How to setup the environment for the pipeline of FASTQ to VCF (RNA-Seq) tool. (macOS version)

This is a preparation guide for using the FASTQ to VCF tool.

Install GATK4

Please finish setting up the pipeline for RNA-Seq FASTQ file processing on macOS first, because this pipeline also uses the same tools of fastp and HISAT2. What you add is only one more software, GATK4, using bioconda. So, just run the following command with the terminal to do it.

$ conda install -c bioconda gatk4

The Environment Set-up Panel

Setting up the pipeline is like doing it for the RNA-Seq FASTQ file processing. Settings for the fastp and HISAT2 executable are the same. The GATK Resource Bundle is available only for human (b37/hg19 and Grch38/hg38) but not for other organisms. 

However, the indexes provided by the HISAT2 website cause the error on GATK execution because their chromosome names are like "1", not "chr1." So, download the "chr" added version of GRCh38 HISAT2 indexes and GTF file that we added "chr" to chromosome names. Please uncompress the zip files before you use them.

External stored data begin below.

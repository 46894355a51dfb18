//! Configuration and settings management for GarmentKit
//!
//! Provides configuration file handling and validation.
//! Supports JSON and TOML file formats stored in platform-specific directories.
//!
//! Configuration is organized into logical sections:
//! - Garment catalog (print areas, placement, margins, prices, colors)
//! - Background photo location
//! - Designer tuning (history depth, debounce, DPI, stage size)
//! - Capture tuning (auto-crop thresholds, neutral fill)

use garmentkit_core::Side;
use serde::{Deserialize, Serialize};
use std::collections::BTreeMap;
use std::path::{Path, PathBuf};

use crate::error::{ConfigError, ConfigResult, SettingsError, SettingsResult};

/// Physical size of a print area in inches
#[derive(Debug, Clone, Copy, PartialEq, Serialize, Deserialize)]
pub struct InchSize {
    /// Width in inches
    pub width: f64,
    /// Height in inches
    pub height: f64,
}

impl InchSize {
    /// Creates a new size in inches.
    pub fn new(width: f64, height: f64) -> Self {
        Self { width, height }
    }
}

/// A value with optional per-side overrides.
///
/// Sides without an override use `default`.
#[derive(Debug, Clone, PartialEq, Serialize, Deserialize)]
#[serde(bound(deserialize = "T: Deserialize<'de>"))]
pub struct SideOverrides<T> {
    /// Value used by every side without an override
    pub default: T,
    /// Front override
    #[serde(default, skip_serializing_if = "Option::is_none")]
    pub front: Option<T>,
    /// Back override
    #[serde(default, skip_serializing_if = "Option::is_none")]
    pub back: Option<T>,
}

FASTQ to VCF (RNA-Seq) Environment Set-up Panel (macOS)

1. Java 8 Executable

Go to the anaconda3 install directory, and select /bin/java

2. GATK jar Executable

Go to the anaconda3 install directory, and select pkgs/gatk[version]/share/gatk[version]/gatk-package[version]-local.jar

3. GTF/GFF3 File

You can download the VCF file of GRCh38 version from here. This GTF file is modified version of the original provided by EBI. Chromosome names have "chr." And to make this work, you need to use it together with the "chr" added version of HISAT2 index.

4. dbSNP VCF File

Get it from gcp-public-data--broad-references on Google Cloud. For GRCh38 data, please download Homo_sapiens_assembly38.dbsnp.vcf under the hg38/v0 folder.

5. Known Indels VCF File

You can get them from the same directory as step4. Download Homo_sapiens_assembly38.known_indels.vcf and Mills_and_1000G_gold_standard.indels.hg38.vcf under the hg38/v0 folder. Please note that you have to go to the second page to see them.

Troubleshooting of the files of Step 4 to 5.

Though the names of those files end with ".vcf.gz" on Goole Cloud, downloaded files might look like ".vcf" or something else. Both raw vcf and gz compressed files are accepted, but you may need to correct extensions.

A workaround for the error "env: python: No such file or directory" on recent macOS.

On executing hisat2-inspect, it halts because the error says it can't find Python. If you see such an error, please close the Subio Platform software. And then open it with the following command from Terminal.

open /Applications/Subio/Subio.app

If you want to analyze on hg19

If you analyze on hg19, please download the original HISAT2 Index (grch37_genome.tar.gz) and GRCh37 GTF file. And use the following dbSNP and Indels files.